- **EXERCISE BRIEF**:
When a line of the material has the word "body" in it, copy that line.

- **DATASET EXTRACT**:
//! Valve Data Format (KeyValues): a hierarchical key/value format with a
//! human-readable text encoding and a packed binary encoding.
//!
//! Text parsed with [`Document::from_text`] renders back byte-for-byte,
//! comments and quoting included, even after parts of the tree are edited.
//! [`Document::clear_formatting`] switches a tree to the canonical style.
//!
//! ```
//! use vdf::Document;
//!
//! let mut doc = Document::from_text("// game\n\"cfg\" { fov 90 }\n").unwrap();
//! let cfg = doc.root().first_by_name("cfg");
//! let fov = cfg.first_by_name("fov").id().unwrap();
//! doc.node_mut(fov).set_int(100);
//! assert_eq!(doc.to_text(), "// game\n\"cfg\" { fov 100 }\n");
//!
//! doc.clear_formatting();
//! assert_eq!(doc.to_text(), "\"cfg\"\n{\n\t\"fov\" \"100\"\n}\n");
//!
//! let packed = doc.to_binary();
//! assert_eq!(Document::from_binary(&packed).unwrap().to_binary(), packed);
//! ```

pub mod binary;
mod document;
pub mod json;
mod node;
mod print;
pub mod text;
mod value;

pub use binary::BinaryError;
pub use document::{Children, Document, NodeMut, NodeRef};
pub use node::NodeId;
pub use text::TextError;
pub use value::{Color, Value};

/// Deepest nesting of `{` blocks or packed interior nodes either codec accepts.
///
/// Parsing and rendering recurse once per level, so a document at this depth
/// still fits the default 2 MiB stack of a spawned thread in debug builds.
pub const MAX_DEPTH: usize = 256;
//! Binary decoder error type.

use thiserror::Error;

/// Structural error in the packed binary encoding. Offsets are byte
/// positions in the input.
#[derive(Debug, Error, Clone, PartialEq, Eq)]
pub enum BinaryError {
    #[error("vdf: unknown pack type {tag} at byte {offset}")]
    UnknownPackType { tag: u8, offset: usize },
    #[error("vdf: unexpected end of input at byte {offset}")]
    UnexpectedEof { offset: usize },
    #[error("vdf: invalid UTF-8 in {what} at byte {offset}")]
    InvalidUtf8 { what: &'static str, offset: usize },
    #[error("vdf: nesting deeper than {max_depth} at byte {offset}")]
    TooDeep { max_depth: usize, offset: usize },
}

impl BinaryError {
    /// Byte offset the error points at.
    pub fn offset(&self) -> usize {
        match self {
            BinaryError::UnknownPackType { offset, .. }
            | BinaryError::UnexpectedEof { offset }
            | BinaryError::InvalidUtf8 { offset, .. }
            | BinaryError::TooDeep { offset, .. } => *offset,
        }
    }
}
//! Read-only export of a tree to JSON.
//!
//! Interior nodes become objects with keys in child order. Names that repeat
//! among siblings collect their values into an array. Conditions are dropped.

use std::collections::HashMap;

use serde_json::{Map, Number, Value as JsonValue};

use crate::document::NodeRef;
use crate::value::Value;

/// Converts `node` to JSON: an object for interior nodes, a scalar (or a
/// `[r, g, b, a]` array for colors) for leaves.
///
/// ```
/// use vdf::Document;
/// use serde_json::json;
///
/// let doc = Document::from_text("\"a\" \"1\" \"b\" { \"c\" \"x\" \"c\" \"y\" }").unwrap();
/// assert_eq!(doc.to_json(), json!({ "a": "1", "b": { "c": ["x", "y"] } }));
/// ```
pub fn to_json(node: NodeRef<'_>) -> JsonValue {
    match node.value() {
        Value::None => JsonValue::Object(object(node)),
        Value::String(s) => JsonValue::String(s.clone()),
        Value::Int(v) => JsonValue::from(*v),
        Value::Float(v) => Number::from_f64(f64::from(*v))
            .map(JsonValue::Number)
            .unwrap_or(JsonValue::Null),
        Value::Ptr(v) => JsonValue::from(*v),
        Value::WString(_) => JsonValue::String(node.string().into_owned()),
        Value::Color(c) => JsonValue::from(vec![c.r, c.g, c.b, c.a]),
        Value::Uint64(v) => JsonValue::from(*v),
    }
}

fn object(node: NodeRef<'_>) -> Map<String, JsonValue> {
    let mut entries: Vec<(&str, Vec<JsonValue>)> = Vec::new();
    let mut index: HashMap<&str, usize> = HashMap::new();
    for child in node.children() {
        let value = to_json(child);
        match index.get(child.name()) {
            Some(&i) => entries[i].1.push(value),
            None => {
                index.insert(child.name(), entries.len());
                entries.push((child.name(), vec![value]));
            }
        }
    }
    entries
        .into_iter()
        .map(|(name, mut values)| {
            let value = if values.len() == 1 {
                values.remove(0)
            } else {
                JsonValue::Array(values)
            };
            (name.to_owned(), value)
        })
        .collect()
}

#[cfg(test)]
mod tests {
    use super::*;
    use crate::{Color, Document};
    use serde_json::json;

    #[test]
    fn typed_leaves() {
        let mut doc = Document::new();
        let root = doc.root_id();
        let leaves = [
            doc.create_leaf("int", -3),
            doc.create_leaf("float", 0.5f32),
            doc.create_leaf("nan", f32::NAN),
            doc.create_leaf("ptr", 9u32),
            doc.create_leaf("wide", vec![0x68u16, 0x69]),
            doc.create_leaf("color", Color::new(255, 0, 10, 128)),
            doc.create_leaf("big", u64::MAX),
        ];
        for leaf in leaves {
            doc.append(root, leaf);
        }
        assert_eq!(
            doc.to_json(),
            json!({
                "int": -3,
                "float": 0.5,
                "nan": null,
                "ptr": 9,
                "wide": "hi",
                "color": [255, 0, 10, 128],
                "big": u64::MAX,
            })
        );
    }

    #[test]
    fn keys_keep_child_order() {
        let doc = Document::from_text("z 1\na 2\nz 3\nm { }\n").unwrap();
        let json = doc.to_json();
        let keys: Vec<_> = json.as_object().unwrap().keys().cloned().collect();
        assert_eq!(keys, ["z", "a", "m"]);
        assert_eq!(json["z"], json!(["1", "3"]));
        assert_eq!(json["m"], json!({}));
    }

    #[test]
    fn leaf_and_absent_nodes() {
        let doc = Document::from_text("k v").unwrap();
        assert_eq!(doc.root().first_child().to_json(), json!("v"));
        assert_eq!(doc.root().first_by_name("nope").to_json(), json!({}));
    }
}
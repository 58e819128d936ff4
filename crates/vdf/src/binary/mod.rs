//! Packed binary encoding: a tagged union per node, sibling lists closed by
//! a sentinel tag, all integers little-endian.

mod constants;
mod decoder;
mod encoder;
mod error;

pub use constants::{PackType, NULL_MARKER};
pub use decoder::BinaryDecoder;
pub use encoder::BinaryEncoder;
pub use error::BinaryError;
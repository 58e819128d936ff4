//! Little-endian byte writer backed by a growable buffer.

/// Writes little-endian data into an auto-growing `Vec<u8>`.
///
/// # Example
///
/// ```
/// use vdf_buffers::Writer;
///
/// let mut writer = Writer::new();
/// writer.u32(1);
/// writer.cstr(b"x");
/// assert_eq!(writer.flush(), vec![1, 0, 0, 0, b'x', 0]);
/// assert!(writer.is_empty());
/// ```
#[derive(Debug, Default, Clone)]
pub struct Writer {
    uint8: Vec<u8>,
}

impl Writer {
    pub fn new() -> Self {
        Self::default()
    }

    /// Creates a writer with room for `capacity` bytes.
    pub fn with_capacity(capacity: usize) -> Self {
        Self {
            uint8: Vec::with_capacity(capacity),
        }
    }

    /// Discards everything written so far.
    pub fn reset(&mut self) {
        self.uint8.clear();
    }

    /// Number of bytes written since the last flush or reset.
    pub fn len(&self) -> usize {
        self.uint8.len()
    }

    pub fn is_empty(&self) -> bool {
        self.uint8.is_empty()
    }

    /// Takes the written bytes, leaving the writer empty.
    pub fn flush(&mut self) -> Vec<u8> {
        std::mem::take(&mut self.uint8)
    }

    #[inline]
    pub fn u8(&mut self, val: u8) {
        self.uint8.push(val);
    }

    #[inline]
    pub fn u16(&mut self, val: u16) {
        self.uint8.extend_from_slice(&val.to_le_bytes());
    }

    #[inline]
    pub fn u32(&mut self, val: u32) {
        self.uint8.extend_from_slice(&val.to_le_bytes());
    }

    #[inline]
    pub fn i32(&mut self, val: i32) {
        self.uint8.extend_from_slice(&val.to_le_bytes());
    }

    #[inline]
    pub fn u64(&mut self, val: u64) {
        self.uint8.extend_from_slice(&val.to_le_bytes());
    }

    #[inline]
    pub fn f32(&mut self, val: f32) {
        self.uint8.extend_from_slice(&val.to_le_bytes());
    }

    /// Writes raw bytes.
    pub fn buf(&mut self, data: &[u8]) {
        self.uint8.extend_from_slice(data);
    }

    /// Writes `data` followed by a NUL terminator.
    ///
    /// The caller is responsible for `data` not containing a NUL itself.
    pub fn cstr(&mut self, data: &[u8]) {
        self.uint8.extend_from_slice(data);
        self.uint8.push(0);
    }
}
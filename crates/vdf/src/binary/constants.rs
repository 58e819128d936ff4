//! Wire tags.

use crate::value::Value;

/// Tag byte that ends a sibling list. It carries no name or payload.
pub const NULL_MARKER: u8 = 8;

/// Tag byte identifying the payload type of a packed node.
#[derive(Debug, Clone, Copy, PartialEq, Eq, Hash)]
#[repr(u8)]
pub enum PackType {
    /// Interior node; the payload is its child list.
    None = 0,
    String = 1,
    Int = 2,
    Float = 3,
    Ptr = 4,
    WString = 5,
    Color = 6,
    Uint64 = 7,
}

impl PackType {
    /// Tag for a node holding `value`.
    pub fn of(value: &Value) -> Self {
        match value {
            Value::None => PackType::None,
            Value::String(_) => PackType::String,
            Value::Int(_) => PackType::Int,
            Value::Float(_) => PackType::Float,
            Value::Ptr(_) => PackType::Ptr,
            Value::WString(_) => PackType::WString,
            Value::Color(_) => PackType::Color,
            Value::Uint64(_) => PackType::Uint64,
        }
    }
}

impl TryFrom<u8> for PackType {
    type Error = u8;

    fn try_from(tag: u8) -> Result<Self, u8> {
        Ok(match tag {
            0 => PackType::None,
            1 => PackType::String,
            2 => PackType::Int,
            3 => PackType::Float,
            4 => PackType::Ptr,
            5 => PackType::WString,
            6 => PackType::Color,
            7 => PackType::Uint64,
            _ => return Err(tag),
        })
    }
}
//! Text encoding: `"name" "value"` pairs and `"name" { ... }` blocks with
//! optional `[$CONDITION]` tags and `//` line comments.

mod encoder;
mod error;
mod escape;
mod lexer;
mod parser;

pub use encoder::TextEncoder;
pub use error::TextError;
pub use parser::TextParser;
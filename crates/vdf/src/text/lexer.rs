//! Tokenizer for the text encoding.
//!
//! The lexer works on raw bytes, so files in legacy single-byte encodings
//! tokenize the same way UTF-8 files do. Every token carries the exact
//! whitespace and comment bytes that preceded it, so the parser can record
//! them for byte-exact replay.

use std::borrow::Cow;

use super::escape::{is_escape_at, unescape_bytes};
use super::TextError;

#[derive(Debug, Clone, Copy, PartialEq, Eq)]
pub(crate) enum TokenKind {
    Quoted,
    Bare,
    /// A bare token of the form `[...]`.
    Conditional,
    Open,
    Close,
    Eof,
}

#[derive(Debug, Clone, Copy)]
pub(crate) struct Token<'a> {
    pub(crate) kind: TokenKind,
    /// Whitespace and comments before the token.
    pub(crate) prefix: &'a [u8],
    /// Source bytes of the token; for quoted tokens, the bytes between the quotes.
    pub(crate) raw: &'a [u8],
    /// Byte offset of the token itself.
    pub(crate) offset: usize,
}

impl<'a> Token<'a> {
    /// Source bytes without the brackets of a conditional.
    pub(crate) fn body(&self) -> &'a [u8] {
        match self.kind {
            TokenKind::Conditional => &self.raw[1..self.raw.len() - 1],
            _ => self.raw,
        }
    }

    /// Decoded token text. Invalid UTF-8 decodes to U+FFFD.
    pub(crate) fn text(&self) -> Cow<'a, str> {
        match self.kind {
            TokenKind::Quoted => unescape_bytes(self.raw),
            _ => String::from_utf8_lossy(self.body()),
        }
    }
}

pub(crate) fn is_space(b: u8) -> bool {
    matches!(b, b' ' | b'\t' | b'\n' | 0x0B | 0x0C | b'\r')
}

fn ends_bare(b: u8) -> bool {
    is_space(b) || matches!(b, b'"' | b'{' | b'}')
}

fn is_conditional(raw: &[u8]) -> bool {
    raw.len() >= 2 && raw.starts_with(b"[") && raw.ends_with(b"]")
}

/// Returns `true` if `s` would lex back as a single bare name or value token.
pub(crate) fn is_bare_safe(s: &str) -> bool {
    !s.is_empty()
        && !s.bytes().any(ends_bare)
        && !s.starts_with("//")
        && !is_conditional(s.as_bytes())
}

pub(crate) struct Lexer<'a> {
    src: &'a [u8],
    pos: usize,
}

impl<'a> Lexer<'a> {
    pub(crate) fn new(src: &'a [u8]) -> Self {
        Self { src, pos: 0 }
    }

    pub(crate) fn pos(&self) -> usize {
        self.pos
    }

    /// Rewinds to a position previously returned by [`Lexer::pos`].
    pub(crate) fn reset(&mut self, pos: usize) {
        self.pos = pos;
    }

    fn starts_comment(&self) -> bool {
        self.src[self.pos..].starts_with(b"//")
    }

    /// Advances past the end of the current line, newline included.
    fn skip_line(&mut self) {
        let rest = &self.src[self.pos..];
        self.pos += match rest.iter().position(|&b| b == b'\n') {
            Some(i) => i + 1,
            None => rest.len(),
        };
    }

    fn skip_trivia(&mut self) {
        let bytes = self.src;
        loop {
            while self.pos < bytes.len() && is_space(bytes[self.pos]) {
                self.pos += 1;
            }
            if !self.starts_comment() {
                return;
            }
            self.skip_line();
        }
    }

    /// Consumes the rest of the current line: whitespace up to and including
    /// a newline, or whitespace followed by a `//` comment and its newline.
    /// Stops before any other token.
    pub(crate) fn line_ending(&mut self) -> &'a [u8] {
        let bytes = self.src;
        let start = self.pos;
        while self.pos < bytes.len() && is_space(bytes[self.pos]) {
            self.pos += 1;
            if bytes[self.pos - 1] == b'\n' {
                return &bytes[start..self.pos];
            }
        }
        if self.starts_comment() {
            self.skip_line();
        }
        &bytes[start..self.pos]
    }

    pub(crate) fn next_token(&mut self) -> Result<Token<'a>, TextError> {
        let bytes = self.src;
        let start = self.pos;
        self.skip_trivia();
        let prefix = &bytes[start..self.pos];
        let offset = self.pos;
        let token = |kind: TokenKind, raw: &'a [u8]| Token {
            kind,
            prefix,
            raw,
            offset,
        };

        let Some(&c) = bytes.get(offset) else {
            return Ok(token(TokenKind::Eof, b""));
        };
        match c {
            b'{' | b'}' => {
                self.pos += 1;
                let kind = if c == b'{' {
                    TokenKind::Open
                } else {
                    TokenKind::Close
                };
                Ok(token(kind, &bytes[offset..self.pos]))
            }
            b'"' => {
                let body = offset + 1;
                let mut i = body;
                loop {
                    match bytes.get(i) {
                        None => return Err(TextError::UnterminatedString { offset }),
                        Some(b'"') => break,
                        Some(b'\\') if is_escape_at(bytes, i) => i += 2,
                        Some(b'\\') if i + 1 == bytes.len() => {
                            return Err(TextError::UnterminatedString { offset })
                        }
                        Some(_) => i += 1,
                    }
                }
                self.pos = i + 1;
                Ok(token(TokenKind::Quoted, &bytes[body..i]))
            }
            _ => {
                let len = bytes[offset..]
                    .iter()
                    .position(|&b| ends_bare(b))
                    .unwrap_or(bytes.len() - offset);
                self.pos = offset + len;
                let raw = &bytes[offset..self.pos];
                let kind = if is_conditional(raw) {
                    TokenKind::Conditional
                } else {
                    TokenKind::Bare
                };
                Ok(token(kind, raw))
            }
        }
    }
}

- **SOLUTION TO THIS EXERCISE**:
    pub(crate) fn body(&self) -> &'a [u8] {
            _ => String::from_utf8_lossy(self.body()),
                let body = offset + 1;
                let mut i = body;
                Ok(token(TokenKind::Quoted, &bytes[body..i]))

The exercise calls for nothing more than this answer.